SUPPLIED DATA:
//! View models and render targets
//!
//! Catalog records are first turned into small display records (cards and
//! episode lines), then handed to a render target. Targets are traits so the
//! renderers can run against the in-memory page, a terminal, or a test double.
//!
//! Text taken from the catalog is carried as [`RawMarkup`] and inserted into
//! the output verbatim. Nothing is escaped: summaries arrive as HTML and are
//! meant to render as HTML, and names are treated the same way.

use crate::catalog::{Episode, Show, ShowId};
use std::fmt;

/// Markup inserted into the display without escaping.
#[derive(Debug, Clone, PartialEq, Eq, Default)]
pub struct RawMarkup(String);

impl RawMarkup {
    pub fn new(markup: impl Into<String>) -> Self {
        RawMarkup(markup.into())
    }

    pub fn as_str(&self) -> &str {
        &self.0
    }
}

impl fmt::Display for RawMarkup {
    fn fmt(&self, f: &mut fmt::Formatter<'_>) -> fmt::Result {
        f.write_str(&self.0)
    }
}

/// Display record for one show in the show grid.
#[derive(Debug, Clone, PartialEq, Eq)]
pub struct ShowCard {
    /// Identifier attached to the rendered card
    pub show_id: ShowId,
    pub image_src: String,
    pub title: RawMarkup,
    pub body: RawMarkup,
}

impl From<&Show> for ShowCard {
    fn from(show: &Show) -> Self {
        ShowCard {
            show_id: show.id.clone(),
            image_src: show.image.clone(),
            title: RawMarkup::new(show.name.as_str()),
            body: RawMarkup::new(show.summary.as_deref().unwrap_or_default()),
        }
    }
}

/// Shown in place of the title for episodes the catalog left unnamed.
pub const UNTITLED_EPISODE: &str = "Unknown";

/// Display record for one entry in the episode list.
#[derive(Debug, Clone, PartialEq, Eq)]
pub struct EpisodeLine {
    pub text: RawMarkup,
}

impl From<&Episode> for EpisodeLine {
    fn from(episode: &Episode) -> Self {
        let number = episode
            .number
            .map(|n| n.to_string())
            .unwrap_or_else(|| "?".to_string());
        let name = episode.name.as_deref().unwrap_or(UNTITLED_EPISODE);
        EpisodeLine {
            text: RawMarkup::new(format!(
                "{} (season {}, number {})",
                name, episode.season, number
            )),
        }
    }
}

/// Display region holding one card per show.
pub trait ShowGrid {
    /// Removes every card currently in the region
    fn clear_shows(&mut self);

    /// Appends a card after the existing ones
    fn append_card(&mut self, card: ShowCard);
}

/// Display region holding the episode list and the panel around it.
pub trait EpisodePanel {
    /// Removes every line currently in the list
    fn clear_episodes(&mut self);

    /// Appends a line after the existing ones
    fn append_line(&mut self, line: EpisodeLine);

    /// Makes the panel visible
    fn reveal(&mut self);

    /// Hides the panel without touching its content
    fn conceal(&mut self);
}

/// Replaces the contents of the show grid with one card per show.
///
/// The grid is cleared even when `shows` is empty, so an empty result leaves
/// an empty grid. Cards are appended in input order.
pub fn populate_shows<G>(grid: &mut G, shows: &[Show])
where
    G: ShowGrid + ?Sized,
{
    grid.clear_shows();
    for show in shows {
        grid.append_card(ShowCard::from(show));
    }
}

/// Replaces the episode list with one line per episode, then reveals the
/// panel. The panel is revealed even when `episodes` is empty.
pub fn populate_episodes<P>(panel: &mut P, episodes: &[Episode])
where
    P: EpisodePanel + ?Sized,
{
    panel.clear_episodes();
    for episode in episodes {
        panel.append_line(EpisodeLine::from(episode));
    }
    panel.reveal();
}
//! Show catalog access
//!
//! This module provides the records a show search produces (shows and their
//! episodes), the error type for catalog requests, and the [`ShowCatalog`]
//! trait that the interaction controller talks to.
mod tvmaze;
mod tvmaze_types;

pub use tvmaze::TvMazeCatalog;

use serde::{Deserialize, Serialize};
use std::fmt;
use std::future::Future;
use thiserror::Error;

/// Errors that can occur while talking to the show catalog.
#[derive(Debug, Error)]
pub enum CatalogError {
    /// The request could not be sent or the response could not be read
    #[error("Request failed: {0}")]
    RequestFailed(String),

    /// The catalog answered with a non-success status
    #[error("HTTP {status} {reason}")]
    HttpStatus { status: u16, reason: String },

    /// The catalog's JSON response did not have the expected shape
    #[error("Failed to parse API response: {0}")]
    ParseError(String),

    /// The configured base URL cannot be used to build request URLs
    #[error("Invalid catalog URL: {0}")]
    InvalidUrl(String),

    /// The HTTP client could not be constructed
    #[error("Failed to build HTTP client: {0}")]
    ClientBuild(String),
}

/// Opaque, service-assigned identifier of a show.
///
/// TVMaze sends numeric ids, but nothing here relies on that: the id is kept
/// as text so it can travel through a `data-show-id` attribute and come back
/// unchanged.
#[derive(Debug, Clone, PartialEq, Eq, Hash, Serialize, Deserialize)]
#[serde(from = "RawId", into = "String")]
pub struct ShowId(String);

#[derive(Deserialize)]
#[serde(untagged)]
enum RawId {
    Number(u64),
    Text(String),
}

impl From<RawId> for ShowId {
    fn from(raw: RawId) -> Self {
        match raw {
            RawId::Number(n) => ShowId(n.to_string()),
            RawId::Text(s) => ShowId(s),
        }
    }
}

impl From<ShowId> for String {
    fn from(id: ShowId) -> Self {
        id.0
    }
}

impl ShowId {
    pub fn new(id: impl Into<String>) -> Self {
        ShowId(id.into())
    }

    pub fn as_str(&self) -> &str {
        &self.0
    }
}

impl fmt::Display for ShowId {
    fn fmt(&self, f: &mut fmt::Formatter<'_>) -> fmt::Result {
        f.write_str(&self.0)
    }
}

impl From<&str> for ShowId {
    fn from(id: &str) -> Self {
        ShowId(id.to_string())
    }
}

impl From<u64> for ShowId {
    fn from(id: u64) -> Self {
        ShowId(id.to_string())
    }
}

/// Opaque, service-assigned identifier of an episode.
///
/// Accepts numeric and string ids, like [`ShowId`].
#[derive(Debug, Clone, PartialEq, Eq, Hash, Serialize, Deserialize)]
#[serde(from = "RawId", into = "String")]
pub struct EpisodeId(String);

impl From<RawId> for EpisodeId {
    fn from(raw: RawId) -> Self {
        match raw {
            RawId::Number(n) => EpisodeId(n.to_string()),
            RawId::Text(s) => EpisodeId(s),
        }
    }
}

impl From<EpisodeId> for String {
    fn from(id: EpisodeId) -> Self {
        id.0
    }
}

impl From<u64> for EpisodeId {
    fn from(id: u64) -> Self {
        EpisodeId(id.to_string())
    }
}

impl EpisodeId {
    pub fn as_str(&self) -> &str {
        &self.0
    }
}

impl fmt::Display for EpisodeId {
    fn fmt(&self, f: &mut fmt::Formatter<'_>) -> fmt::Result {
        f.write_str(&self.0)
    }
}

/// A single search hit from the catalog.
#[derive(Debug, Clone, PartialEq, Serialize, Deserialize)]
pub struct Show {
    /// Identifier used later to fetch this show's episodes
    pub id: ShowId,
    /// The show title
    pub name: String,
    /// Summary as delivered by the catalog, usually HTML
    pub summary: Option<String>,
    /// Original-resolution poster, or the configured placeholder
    pub image: String,
}

/// A single episode of a show.
#[derive(Debug, Clone, PartialEq, Serialize, Deserialize)]
pub struct Episode {
    pub id: EpisodeId,
    /// The episode title (absent for episodes without a title)
    pub name: Option<String>,
    /// The season number this episode belongs to
    pub season: u32,
    /// The episode number within the season (absent for specials)
    pub number: Option<u32>,
}

/// Trait for catalogs that can search shows and list their episodes.
///
/// Both operations suspend for one network round-trip and report every
/// failure to the caller. Implementations do not retry, cache or page.
pub trait ShowCatalog {
    /// Searches the catalog for shows matching a free-text query.
    ///
    /// # Arguments
    ///
    /// * `query` - The search text, passed upstream as-is
    ///
    /// # Returns
    ///
    /// The matching shows in the order the catalog ranked them; empty when
    /// nothing matched.
    fn search_shows(
        &self,
        query: &str,
    ) -> impl Future<Output = Result<Vec<Show>, CatalogError>> + Send;

    /// Fetches the full episode list of a show.
    ///
    /// # Arguments
    ///
    /// * `show_id` - Identifier taken from a previous search result
    fn get_episodes(
        &self,
        show_id: &ShowId,
    ) -> impl Future<Output = Result<Vec<Episode>, CatalogError>> + Send;
}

WHAT THE TASK REQUIRES: Throughout the material above, find each line with "EpisodeId" and return it.

ANSWER AREA:
pub struct EpisodeId(String);
impl From<RawId> for EpisodeId {
            RawId::Number(n) => EpisodeId(n.to_string()),
            RawId::Text(s) => EpisodeId(s),
impl From<EpisodeId> for String {
    fn from(id: EpisodeId) -> Self {
impl From<u64> for EpisodeId {
        EpisodeId(id.to_string())
impl EpisodeId {
impl fmt::Display for EpisodeId {
    pub id: EpisodeId,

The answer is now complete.